Back on June 24, 2020, we told our readers that NHTSA started an investigation on the MCUv1 issue. It took a while to hear from the agency, but it sent Tesla a letter on January 13, 2021, requiring the company to do what thousands of : a recall of all 159,000 units of the Model S and Model X equipped with that infotainment system.
NHTSA’s investigation concluded that the MCUv1 contains “a defect related to motor vehicle safety.” More specifically, “because the eMMC NAND flash devices have a finite lifespan based upon the number of program/erase (P/E) cycles, after which the MCU fails due to memory wear-out.” Although we have counted 159,000 cars, NHTSA mentions "about 158,000," possibly because it refers solely to the cars on American soil.
According to the agency, Tesla said that, in “vehicles equipped with the NVIDIA Tegra 3 processor with an integrated 8GB eMMC NAND flash memory device, the eMMC NAND cell hardware will fail when reaching lifetime wear.”
The letter does not make it clear if NHTSA came to this conclusion or if it was Tesla that gave it this information – which seems more probable – but there’s an estimation of a “daily cycle usage rate of 1.4 per block.” At that pace, the limit of 3,000 P/E cycles “would take only 5-6 years.” Owners affected by the issue claim it happens much earlier, after 3 to 4 years of use.
Regardless of that, NHTSA says that “the expected life of a vehicle generally far exceeds 5-6 years of service” and that “a 5- or 6-year life expectancy for a component integral to providing the driver with safety functions is insufficient,” hence the recall request.
Although some people claimed that the car was perfectly drivable with the failures, NTHSA said that the defect causes “loss of rearview/backup camera,” “loss of HVAC (defogging and defrosting) setting controls (if the HVAC status was OFF status prior to failure),” and “affects the Autopilot advanced driver assistance system (ADAS) and turn signal functionality due to the possible loss of audible chimes, driver sensing, and alerts associated with these vehicle functions.”
Apart from mentioning the cause and the implications of the defect, NHTSA also listed all recalls carried over for increasing the risk of crashes.

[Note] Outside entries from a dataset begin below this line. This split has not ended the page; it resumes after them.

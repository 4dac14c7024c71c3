//! Tests for device-driven optimization against mock hardware.

use async_trait::async_trait;
use daq_plans::device::mock::{MockMotor, MockSignal};
use daq_plans::device::{Movable, Readable, Reading};
use daq_plans::experiment::{DataKey, DataValue, DocumentCollector};
use daq_plans::search::{
    maximize, measure_average, minimize, optimize, optimize_with_stream, walk_to_target,
    GoldenSection, Objective, OptimizeOptions, OptimizeTarget,
};
use daq_plans::streams::AverageStream;
use daq_plans::PlanError;
use std::collections::HashMap;
use std::sync::atomic::{AtomicUsize, Ordering};
use std::sync::Arc;

/// Detector that times out on one chosen read.
struct FlakyDetector {
    reads: AtomicUsize,
    fail_on: usize,
}

impl FlakyDetector {
    fn new(fail_on: usize) -> Self {
        Self {
            reads: AtomicUsize::new(0),
            fail_on,
        }
    }
}

#[async_trait]
impl Readable for FlakyDetector {
    fn name(&self) -> &str {
        "diode"
    }

    async fn read(&self) -> anyhow::Result<HashMap<String, Reading>> {
        let n = self.reads.fetch_add(1, Ordering::SeqCst) + 1;
        if n == self.fail_on {
            anyhow::bail!("transient read timeout");
        }
        Ok(HashMap::from([("diode".to_string(), Reading::new(n as f64, 0.0))]))
    }

    async fn describe(&self) -> anyhow::Result<HashMap<String, DataKey>> {
        Ok(HashMap::from([("diode".to_string(), DataKey::scalar("diode", "V"))]))
    }
}

fn parabola(motor: &Arc<MockMotor>) -> MockSignal {
    MockSignal::new("ipm", Arc::clone(motor), |x| (x - 3.0).powi(2))
}

#[tokio::test]
async fn test_minimize_moves_to_center_of_bracket() {
    let motor = Arc::new(MockMotor::new("stage_x").with_limits(0.0, 10.0));
    let signal = parabola(&motor);
    let options = OptimizeOptions::default().with_tolerance(0.01);

    let interval = minimize(&signal, OptimizeTarget::bounded(&*motor), &options)
        .await
        .unwrap();

    assert!(interval.contains(3.0));
    assert!(interval.width() <= 0.01);
    assert_eq!(motor.current().await, interval.midpoint());

    let probes = GoldenSection::new(0.0, 10.0, 0.01, Objective::Minimize)
        .unwrap()
        .iterations()
        + 1;
    // One move per probe plus the final move to the midpoint
    assert_eq!(motor.move_count(), probes + 1);
    assert_eq!(signal.trigger_count(), probes);
}

#[tokio::test]
async fn test_maximize_with_explicit_limits() {
    let motor = Arc::new(MockMotor::new("delay"));
    let signal = MockSignal::new("diode", Arc::clone(&motor), |x| 10.0 - (x + 1.0).powi(2));
    let options = OptimizeOptions::default()
        .with_limits(-5.0, 5.0)
        .with_tolerance(0.05);

    let interval = maximize(&signal, OptimizeTarget::unbounded(&*motor), &options)
        .await
        .unwrap();

    assert!(interval.contains(-1.0));
    assert!((motor.current().await + 1.0).abs() < 0.05);
}

#[tokio::test]
async fn test_walk_to_target_value() {
    let motor = Arc::new(MockMotor::new("stage_y").with_limits(0.0, 10.0));
    let signal = MockSignal::new("encoder", Arc::clone(&motor), |x| 2.0 * x);
    let options = OptimizeOptions::default().with_tolerance(0.01);

    walk_to_target(&signal, OptimizeTarget::bounded(&*motor), 4.0, &options)
        .await
        .unwrap();

    assert!((motor.current().await - 2.0).abs() < 0.01);
}

#[tokio::test]
async fn test_averaging_triggers_every_shot() {
    let motor = Arc::new(MockMotor::new("stage_x"));
    let signal = parabola(&motor);
    let options = OptimizeOptions::default()
        .with_limits(0.0, 10.0)
        .with_tolerance(0.5)
        .with_average(3);

    optimize(&signal, OptimizeTarget::unbounded(&*motor), &options)
        .await
        .unwrap();

    let probes = GoldenSection::new(0.0, 10.0, 0.5, Objective::Minimize)
        .unwrap()
        .iterations()
        + 1;
    assert_eq!(signal.trigger_count(), probes * 3);
}

#[tokio::test]
async fn test_subscribers_see_one_event_per_probe() {
    let motor = Arc::new(MockMotor::new("stage_x"));
    let signal = parabola(&motor);
    let options = OptimizeOptions::default()
        .with_limits(0.0, 10.0)
        .with_tolerance(0.1);

    let collector = DocumentCollector::shared();
    let mut stream = AverageStream::new(None);
    stream.subscribe(Box::new(collector.clone()));

    optimize_with_stream(&signal, OptimizeTarget::unbounded(&*motor), &options, &mut stream)
        .await
        .unwrap();

    let probes = GoldenSection::new(0.0, 10.0, 0.1, Objective::Minimize)
        .unwrap()
        .iterations()
        + 1;
    let docs = collector.lock();
    assert_eq!(docs.starts.len(), 1);
    assert_eq!(docs.starts[0].plan_args["motor"], "stage_x");
    assert_eq!(docs.descriptors.len(), 1);
    assert_eq!(docs.events.len(), probes);
    assert_eq!(docs.stops.len(), 1);
    assert_eq!(docs.stops[0].exit_status, "success");
    assert_eq!(docs.stops[0].total_events() as usize, probes);
}

#[tokio::test]
async fn test_missing_limits_is_bounds_error() {
    let motor = Arc::new(MockMotor::new("stage_x"));
    let signal = parabola(&motor);

    let err = optimize(&signal, OptimizeTarget::bounded(&*motor), &OptimizeOptions::default())
        .await
        .unwrap_err();

    assert!(matches!(err, PlanError::Bounds(_)));
    assert_eq!(motor.move_count(), 0);
}

#[tokio::test]
async fn test_unknown_method_rejected_before_moving() {
    let motor = Arc::new(MockMotor::new("stage_x"));
    let signal = parabola(&motor);
    let options = OptimizeOptions {
        method: "simplex".to_string(),
        ..OptimizeOptions::default().with_limits(0.0, 1.0)
    };

    let err = optimize(&signal, OptimizeTarget::unbounded(&*motor), &options)
        .await
        .unwrap_err();

    assert!(matches!(err, PlanError::UnknownMethod(ref m) if m == "simplex"));
    assert_eq!(motor.move_count(), 0);
}

#[tokio::test]
async fn test_device_failure_closes_run_as_failed() {
    let motor = Arc::new(MockMotor::new("stage_x").with_limits(0.0, 5.0));
    let signal = parabola(&motor);
    let options = OptimizeOptions::default().with_limits(0.0, 10.0);

    let collector = DocumentCollector::shared();
    let mut stream = AverageStream::new(None);
    stream.subscribe(Box::new(collector.clone()));

    let target = OptimizeTarget::unbounded(&*motor);
    let err = optimize_with_stream(&signal, target, &options, &mut stream)
        .await
        .unwrap_err();

    assert!(matches!(err, PlanError::Device(_)));
    assert!(!stream.is_running());
    assert!(Movable::position(&*motor).await.unwrap() < 5.0);

    let docs = collector.lock();
    assert_eq!(docs.stops[0].exit_status, "fail");
    assert!(docs.stops[0].reason.contains("outside soft limits"));
}

#[tokio::test]
async fn test_measure_average_retry_after_failed_read() {
    let detector = FlakyDetector::new(2);
    let mut stream = AverageStream::new(None);

    let err = measure_average(&[&detector], 3, &mut stream)
        .await
        .unwrap_err();
    assert!(matches!(err, PlanError::Device(_)));
    assert_eq!(stream.raw_cache_len(), 0);
    assert!(stream.is_running());

    // Reads 3, 4 and 5 succeed
    let data = measure_average(&[&detector], 3, &mut stream).await.unwrap();
    assert_eq!(data["diode"], DataValue::Number(4.0));
}

#[tokio::test]
async fn test_repeated_measurements_share_a_descriptor() {
    let motor = Arc::new(MockMotor::new("stage_x"));
    let signal = parabola(&motor);
    let collector = DocumentCollector::shared();
    let mut stream = AverageStream::new(None);
    stream.subscribe(Box::new(collector.clone()));

    for _ in 0..5 {
        measure_average(&[&signal], 2, &mut stream).await.unwrap();
    }

    let docs = collector.lock();
    assert_eq!(docs.descriptors.len(), 1);
    assert_eq!(docs.events.len(), 5);
    let seq: Vec<u32> = docs.events.iter().map(|e| e.seq_num).collect();
    assert_eq!(seq, vec![1, 2, 3, 4, 5]);
}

The lack of backup images for the rear camera caused nine recalls since 2017. The lack of defogging and defrosting for the windshield made 13 automakers call their cars back for repairs since 2000. Finally, alert and sensing issues on ADAS and turn signal problems were responsible for nine other recalls since 2000 as well.
While affected owners must be happy with the news, the own letter warns that this is just a request. Tesla may dispute the need to recall the cars by sending NHTSA a letter with the reasons for that until January 27.
The implications of such a recall are huge. Many owners had to replace their MCUv1 units on their own. Most of them will probably ask for a refund for the defective part. Some of them replaced it twice, which is something else the NHTSA should focus on: replacing an MCUv1 with another one will just postpone the issue.
After Elon Musk promised to offer the upgrade on March 27, 2018, the MCUv2 upgrade was offered to customers on March 3, 2020. The recall may also impact the clients that made this upgrade to avoid the MCU problem. They are probably also subject to a refund.
Customers in other countries had the same issues with the Model S and Model X. Tesla should apply the recall to all clients worldwide if it has to comply with it in the US. Anyway, the precedent from the suspension recall it had to do in China is that the company will deny the need to do it in other markets.
On top of all that, there is also a concern about how Tesla will deal with discarded MCUs. InsideEVs has revealed many of them end up on eBay and other classified ad websites, exposing their previous owners’ passwords and personal data in the US and abroad. If Tesla does a recall, it has to erase all the data in these computers before they are recycled or just thrown in garbage bins. We promise to follow this closely.